- _Your goal_:
Show, from the records below, all lines that contain the word "BoundingBox".

(Collected data)
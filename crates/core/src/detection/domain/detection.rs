use crate::shared::bounding_box::BoundingBox;
use crate::shared::frame::Frame;

/// One object found in a frame.
#[derive(Clone, Debug, PartialEq)]
pub struct Detection {
    pub class_id: usize,
    pub confidence: f64,
    pub bbox: BoundingBox,
}

/// A decoded frame together with the detections kept for it.
///
/// Produced once per source frame, in source order, and consumed by the
/// renderer right away.
#[derive(Clone, Debug)]
pub struct DetectionResult {
    pub frame: Frame,
    pub detections: Vec<Detection>,
}

impl DetectionResult {
    pub fn new(frame: Frame, detections: Vec<Detection>) -> Self {
        Self { frame, detections }
    }

    pub fn frame_index(&self) -> usize {
        self.frame.index()
    }
}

- _Exercise answer_:
use crate::shared::bounding_box::BoundingBox;
    pub bbox: BoundingBox,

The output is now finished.